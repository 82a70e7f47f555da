//! Per-connection handler: decode actions, route them, encode replies.
//!
//! A [`ClientConnection`] belongs to one authenticated player. Every
//! action runs as that player; the client never names itself. The
//! connection is also a viewer: after `join`, room events for the
//! watched game queue up and are read with [`ClientConnection::next_event`].
//!
//! Dropping the connection leaves the watched game.

use std::sync::Arc;
use std::time::{SystemTime, UNIX_EPOCH};

use bingo_engine::{EngineError, GameRegistry, GameStore, ViewerSender, Wallet};
use bingo_protocol::{
    ActionReply, Codec, Envelope, ErrorCode, Payload, PlayerId, RoomAction, RoomMessage, ViewerId,
};
use tokio::sync::mpsc;

use crate::server::ServerState;
use crate::{Authenticator, BingoError};

fn now_ms() -> u64 {
    SystemTime::now()
        .duration_since(UNIX_EPOCH)
        .map(|d| d.as_millis() as u64)
        .unwrap_or(0)
}

/// Leaves the watched game when the connection goes away.
///
/// `Drop` is synchronous, so the leave runs on a spawned task.
struct ViewerGuard<W: Wallet, S: GameStore> {
    viewer: ViewerId,
    registry: GameRegistry<W, S>,
}

impl<W: Wallet, S: GameStore> Drop for ViewerGuard<W, S> {
    fn drop(&mut self) {
        let Ok(runtime) = tokio::runtime::Handle::try_current() else {
            return;
        };
        let viewer = self.viewer;
        let registry = self.registry.clone();
        runtime.spawn(async move {
            if let Ok(game_id) = registry.leave(viewer).await {
                tracing::debug!(%viewer, %game_id, "viewer left on disconnect");
            }
        });
    }
}

/// One authenticated client.
pub struct ClientConnection<W: Wallet, S: GameStore, A, C> {
    player_id: PlayerId,
    viewer: ViewerId,
    state: Arc<ServerState<W, S, A, C>>,
    events_tx: ViewerSender,
    events_rx: mpsc::UnboundedReceiver<RoomMessage>,
    /// Sequence number for frames this side originates (events).
    sent: u64,
    _guard: ViewerGuard<W, S>,
}

impl<W, S, A, C> ClientConnection<W, S, A, C>
where
    W: Wallet,
    S: GameStore,
    A: Authenticator,
    C: Codec,
{
    pub(crate) fn new(player_id: PlayerId, state: Arc<ServerState<W, S, A, C>>) -> Self {
        let viewer = state.registry.allocate_viewer();
        let (events_tx, events_rx) = mpsc::unbounded_channel();
        let _guard = ViewerGuard {
            viewer,
            registry: state.registry.clone(),
        };
        Self {
            player_id,
            viewer,
            state,
            events_tx,
            events_rx,
            sent: 0,
            _guard,
        }
    }

    pub fn player_id(&self) -> PlayerId {
        self.player_id
    }

    pub fn viewer(&self) -> ViewerId {
        self.viewer
    }

    /// Runs one action as this connection's player.
    ///
    /// Failures come back as [`ActionReply::Rejected`], never as `Err`.
    pub async fn handle_action(&self, action: RoomAction) -> ActionReply {
        match self.dispatch(action).await {
            Ok(reply) => reply,
            Err(err) => {
                let code = err.code();
                tracing::debug!(player_id = %self.player_id, %code, error = %err, "action rejected");
                ActionReply::Rejected {
                    code,
                    message: err.to_string(),
                }
            }
        }
    }

    async fn dispatch(&self, action: RoomAction) -> Result<ActionReply, EngineError> {
        let registry = &self.state.registry;
        let player = self.player_id;

        let reply = match action {
            RoomAction::Join { game_id } => {
                registry
                    .join(self.viewer, game_id, self.events_tx.clone())
                    .await?;
                ActionReply::Joined { game_id }
            }
            RoomAction::Leave => {
                let game_id = registry.leave(self.viewer).await?;
                ActionReply::Left { game_id }
            }
            RoomAction::PurchaseCard { game_id, numbers } => {
                let card = registry
                    .purchase_card(game_id, player, numbers.into())
                    .await?;
                ActionReply::CardPurchased { card }
            }
            RoomAction::Start { game_id } => ActionReply::Started {
                game: registry.start(game_id, player).await?,
            },
            RoomAction::DrawNext { game_id } => ActionReply::NumberDrawn {
                number: registry.draw_next(game_id, player).await?,
            },
            RoomAction::ClaimWin { game_id, card_id } => ActionReply::Payout {
                payout: registry.claim_win(game_id, card_id, player).await?,
            },
            RoomAction::Cancel { game_id } => ActionReply::Cancelled {
                game: registry.cancel(game_id, player).await?,
            },
        };
        Ok(reply)
    }

    /// Decodes one inbound frame, runs its action and returns the encoded
    /// reply. The reply echoes the action's `seq`.
    ///
    /// A frame that does not decode to an action is answered with a
    /// `bad_request` rejection carrying `seq` 0.
    ///
    /// # Errors
    /// [`BingoError::Protocol`] only if the reply itself cannot be encoded.
    pub async fn handle_frame(&mut self, frame: &[u8]) -> Result<Vec<u8>, BingoError> {
        let (seq, reply) = match self.state.codec.decode::<Envelope>(frame) {
            Ok(Envelope {
                seq,
                payload: Payload::Action(action),
                ..
            }) => (seq, self.handle_action(action).await),
            Ok(envelope) => (
                envelope.seq,
                ActionReply::Rejected {
                    code: ErrorCode::BadRequest,
                    message: "expected an action".into(),
                },
            ),
            Err(err) => {
                tracing::debug!(player_id = %self.player_id, error = %err, "undecodable frame");
                (
                    0,
                    ActionReply::Rejected {
                        code: ErrorCode::BadRequest,
                        message: err.to_string(),
                    },
                )
            }
        };

        let envelope = Envelope {
            seq,
            timestamp: now_ms(),
            payload: Payload::Reply(reply),
        };
        Ok(self.state.codec.encode(&envelope)?)
    }

    /// Waits for the next event of the watched game.
    pub async fn next_event(&mut self) -> Option<RoomMessage> {
        self.events_rx.recv().await
    }

    /// The next queued event, without waiting.
    pub fn try_next_event(&mut self) -> Option<RoomMessage> {
        self.events_rx.try_recv().ok()
    }

    /// Waits for the next event and encodes it as an outbound frame.
    ///
    /// Returns `Ok(None)` if the event channel closed.
    pub async fn next_event_frame(&mut self) -> Result<Option<Vec<u8>>, BingoError> {
        let Some(message) = self.events_rx.recv().await else {
            return Ok(None);
        };
        self.sent += 1;
        let envelope = Envelope {
            seq: self.sent,
            timestamp: now_ms(),
            payload: Payload::Event(message),
        };
        Ok(Some(self.state.codec.encode(&envelope)?))
    }
}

______

Exercise brief | Where the word "match" shows up in a line of the listing, return that line.

Exercise output |
        match self.dispatch(action).await {
        let reply = match action {
        let (seq, reply) = match self.state.codec.decode::<Envelope>(frame) {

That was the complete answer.